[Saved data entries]
* * *
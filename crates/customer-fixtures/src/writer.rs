//! Streaming document generation.
//!
//! The document is produced record by record: each customer is generated,
//! serialized and handed to the underlying writer before the next one is
//! drawn, so memory use does not grow with the record count.

use std::io::{self, BufWriter, Write};
use std::num::NonZeroU32;

use camino::{Utf8Component, Utf8Path};
use cap_std::fs::{Dir, OpenOptions};
use mockable::Clock;
use rand::Rng;
use tracing::{debug, info};

use crate::document::{ROOT_TAG, write_customer, write_header};
use crate::error::GenerationError;
use crate::generator::generate_customer;
use crate::xml::XmlSink;

/// Records written between two progress notifications unless configured.
pub const DEFAULT_PROGRESS_INTERVAL: NonZeroU32 = match NonZeroU32::new(1000) {
    Some(interval) => interval,
    None => panic!("progress interval must be non-zero"),
};

const BYTES_PER_MEGABYTE: u64 = 1024 * 1024;

/// Receives periodic progress notifications during generation.
///
/// Closures taking `(written, total)` implement this trait.
pub trait ProgressObserver {
    /// Called after every full batch with the number of records written so
    /// far and the requested total.
    fn on_progress(&mut self, written: u32, total: u32);
}

impl<F> ProgressObserver for F
where
    F: FnMut(u32, u32),
{
    fn on_progress(&mut self, written: u32, total: u32) {
        self(written, total);
    }
}

/// What to generate: the record count and the progress batch size.
#[derive(Debug, Clone, Copy, PartialEq, Eq)]
pub struct GenerationRequest {
    count: NonZeroU32,
    progress_interval: NonZeroU32,
}

impl GenerationRequest {
    /// Requests `count` records with the default progress interval.
    #[must_use]
    pub const fn new(count: NonZeroU32) -> Self {
        Self {
            count,
            progress_interval: DEFAULT_PROGRESS_INTERVAL,
        }
    }

    /// Overrides the number of records between progress notifications.
    #[must_use]
    pub const fn with_progress_interval(self, progress_interval: NonZeroU32) -> Self {
        Self {
            count: self.count,
            progress_interval,
        }
    }

    /// Number of customer records to write.
    #[must_use]
    pub const fn count(&self) -> NonZeroU32 {
        self.count
    }

    /// Number of records between progress notifications.
    #[must_use]
    pub const fn progress_interval(&self) -> NonZeroU32 {
        self.progress_interval
    }
}

/// Summary of a completed file generation.
#[derive(Debug, Clone, Copy, PartialEq, Eq)]
pub struct GenerationReport {
    /// Customer records written.
    pub records: u32,
    /// Size of the finished file in bytes.
    pub bytes: u64,
}

impl GenerationReport {
    /// File size in whole mebibytes, rounded down.
    #[must_use]
    pub const fn megabytes(&self) -> u64 {
        self.bytes.saturating_div(BYTES_PER_MEGABYTE)
    }
}

/// Streams a complete customer document into `out`.
///
/// Writes the declaration, the root element, the header block and
/// `request.count()` customers, then closes the root. The header timestamp
/// is read from `clock` once, before the first record. `progress` is
/// notified after every `request.progress_interval()` records.
///
/// Returns the writer after flushing it.
///
/// # Errors
///
/// Returns the first I/O error raised by `out`; the document is incomplete
/// in that case.
///
/// # Example
///
/// ```
/// use std::num::NonZeroU32;
///
/// use customer_fixtures::{GenerationRequest, write_document};
/// use mockable::DefaultClock;
/// use rand::SeedableRng;
/// use rand_chacha::ChaCha8Rng;
///
/// let count = NonZeroU32::new(2).expect("non-zero");
/// let mut rng = ChaCha8Rng::seed_from_u64(42);
/// let bytes = write_document(
///     Vec::new(),
///     GenerationRequest::new(count),
///     &mut rng,
///     &DefaultClock,
///     &mut |_written: u32, _total: u32| {},
/// )
/// .expect("in-memory write");
///
/// let xml = String::from_utf8(bytes).expect("utf-8");
/// assert_eq!(xml.matches("<customer>").count(), 2);
/// ```
pub fn write_document<W, R, P>(
    out: W,
    request: GenerationRequest,
    rng: &mut R,
    clock: &dyn Clock,
    progress: &mut P,
) -> io::Result<W>
where
    W: Write,
    R: Rng + ?Sized,
    P: ProgressObserver + ?Sized,
{
    let total = request.count().get();
    let interval = request.progress_interval().get();

    let mut xml = XmlSink::new(out);
    xml.declaration()?;
    xml.open(ROOT_TAG)?;
    write_header(&mut xml, clock.local().naive_local())?;

    let mut since_report = 0_u32;
    for index in 0..total {
        let record = generate_customer(index, rng, clock);
        write_customer(&mut xml, &record)?;

        since_report += 1;
        if since_report == interval {
            since_report = 0;
            let written = index + 1;
            debug!(written, total, "customer generation progress");
            progress.on_progress(written, total);
        }
    }

    xml.close(ROOT_TAG)?;
    xml.finish()
}

/// Generates a customer document into `file_name` inside `dir`.
///
/// An existing file is truncated. Output is buffered, flushed and synced
/// before the size is read back for the report.
///
/// # Errors
///
/// Returns [`GenerationError::InvalidFileName`] when `file_name` is not a
/// single path component, [`GenerationError::Open`] when the file cannot be
/// created, and [`GenerationError::Write`] for any failure after that.
pub fn generate_to_file<R, P>(
    dir: &Dir,
    file_name: &Utf8Path,
    request: GenerationRequest,
    rng: &mut R,
    clock: &dyn Clock,
    progress: &mut P,
) -> Result<GenerationReport, GenerationError>
where
    R: Rng + ?Sized,
    P: ProgressObserver + ?Sized,
{
    let mut components = file_name.components();
    let (Some(Utf8Component::Normal(name)), None) = (components.next(), components.next()) else {
        return Err(GenerationError::InvalidFileName {
            path: file_name.to_path_buf(),
        });
    };

    let mut options = OpenOptions::new();
    options.write(true).create(true).truncate(true);
    let file = dir
        .open_with(name, &options)
        .map_err(|source| GenerationError::Open {
            path: file_name.to_path_buf(),
            source,
        })?;

    let write_error = |source: io::Error| GenerationError::Write {
        path: file_name.to_path_buf(),
        source,
    };

    info!(
        count = request.count().get(),
        path = %file_name,
        "customer document generation started"
    );
    let buffered = write_document(BufWriter::new(file), request, rng, clock, progress)
        .map_err(write_error)?;
    let file = buffered
        .into_inner()
        .map_err(|err| write_error(err.into_error()))?;
    file.sync_all().map_err(write_error)?;
    let bytes = file.metadata().map_err(write_error)?.len();

    let report = GenerationReport {
        records: request.count().get(),
        bytes,
    };
    info!(
        records = report.records,
        bytes = report.bytes,
        path = %file_name,
        "customer document written"
    );
    Ok(report)
}
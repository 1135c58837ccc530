//! Minimal streaming XML writer.
//!
//! Wraps `quick-xml` with the handful of operations the document templates
//! need: a declaration, nested elements and tag/value fields. Text content is
//! escaped by `quick-xml`; fields with an empty value are written as
//! self-closing elements.

use std::io::{self, Write};

use quick_xml::Writer;
use quick_xml::events::{BytesDecl, BytesEnd, BytesStart, BytesText, Event};

/// Spaces per nesting level.
const INDENT_WIDTH: usize = 4;

/// A tag name paired with its text value.
pub(crate) type Field<'a> = (&'a str, &'a str);

/// Streaming writer producing indented XML into any [`Write`] sink.
pub(crate) struct XmlSink<W: Write> {
    writer: Writer<W>,
}

impl<W: Write> XmlSink<W> {
    pub(crate) fn new(inner: W) -> Self {
        Self {
            writer: Writer::new_with_indent(inner, b' ', INDENT_WIDTH),
        }
    }

    /// Writes `<?xml version="1.0" encoding="UTF-8"?>`.
    pub(crate) fn declaration(&mut self) -> io::Result<()> {
        self.emit(Event::Decl(BytesDecl::new("1.0", Some("UTF-8"), None)))
    }

    pub(crate) fn open(&mut self, tag: &str) -> io::Result<()> {
        self.emit(Event::Start(BytesStart::new(tag)))
    }

    pub(crate) fn close(&mut self, tag: &str) -> io::Result<()> {
        self.emit(Event::End(BytesEnd::new(tag)))
    }

    /// Writes `<tag>value</tag>`, or `<tag/>` when `value` is empty.
    pub(crate) fn field(&mut self, tag: &str, value: &str) -> io::Result<()> {
        if value.is_empty() {
            return self.emit(Event::Empty(BytesStart::new(tag)));
        }
        self.open(tag)?;
        self.emit(Event::Text(BytesText::new(value)))?;
        self.close(tag)
    }

    pub(crate) fn fields(&mut self, fields: &[Field<'_>]) -> io::Result<()> {
        fields
            .iter()
            .try_for_each(|&(tag, value)| self.field(tag, value))
    }

    /// Writes `fields` wrapped in a `tag` element.
    pub(crate) fn section(&mut self, tag: &str, fields: &[Field<'_>]) -> io::Result<()> {
        self.open(tag)?;
        self.fields(fields)?;
        self.close(tag)
    }

    /// Terminates the last line, flushes and hands back the sink.
    pub(crate) fn finish(self) -> io::Result<W> {
        let mut inner = self.writer.into_inner();
        inner.write_all(b"\n")?;
        inner.flush()?;
        Ok(inner)
    }

    fn emit(&mut self, event: Event<'_>) -> io::Result<()> {
        self.writer.write_event(event)
    }
}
* * *
- _Task instructions_: Above are the records; copy exactly the lines from the line with "document is incomplete" through the line with "flushed and synced", both included.

- _Exercise answer_:
/// Returns the first I/O error raised by `out`; the document is incomplete
/// in that case.
///
/// # Example
///
/// ```
/// use std::num::NonZeroU32;
///
/// use customer_fixtures::{GenerationRequest, write_document};
/// use mockable::DefaultClock;
/// use rand::SeedableRng;
/// use rand_chacha::ChaCha8Rng;
///
/// let count = NonZeroU32::new(2).expect("non-zero");
/// let mut rng = ChaCha8Rng::seed_from_u64(42);
/// let bytes = write_document(
///     Vec::new(),
///     GenerationRequest::new(count),
///     &mut rng,
///     &DefaultClock,
///     &mut |_written: u32, _total: u32| {},
/// )
/// .expect("in-memory write");
///
/// let xml = String::from_utf8(bytes).expect("utf-8");
/// assert_eq!(xml.matches("<customer>").count(), 2);
/// ```
pub fn write_document<W, R, P>(
    out: W,
    request: GenerationRequest,
    rng: &mut R,
    clock: &dyn Clock,
    progress: &mut P,
) -> io::Result<W>
where
    W: Write,
    R: Rng + ?Sized,
    P: ProgressObserver + ?Sized,
{
    let total = request.count().get();
    let interval = request.progress_interval().get();

    let mut xml = XmlSink::new(out);
    xml.declaration()?;
    xml.open(ROOT_TAG)?;
    write_header(&mut xml, clock.local().naive_local())?;

    let mut since_report = 0_u32;
    for index in 0..total {
        let record = generate_customer(index, rng, clock);
        write_customer(&mut xml, &record)?;

        since_report += 1;
        if since_report == interval {
            since_report = 0;
            let written = index + 1;
            debug!(written, total, "customer generation progress");
            progress.on_progress(written, total);
        }
    }

    xml.close(ROOT_TAG)?;
    xml.finish()
}

/// Generates a customer document into `file_name` inside `dir`.
///
/// An existing file is truncated. Output is buffered, flushed and synced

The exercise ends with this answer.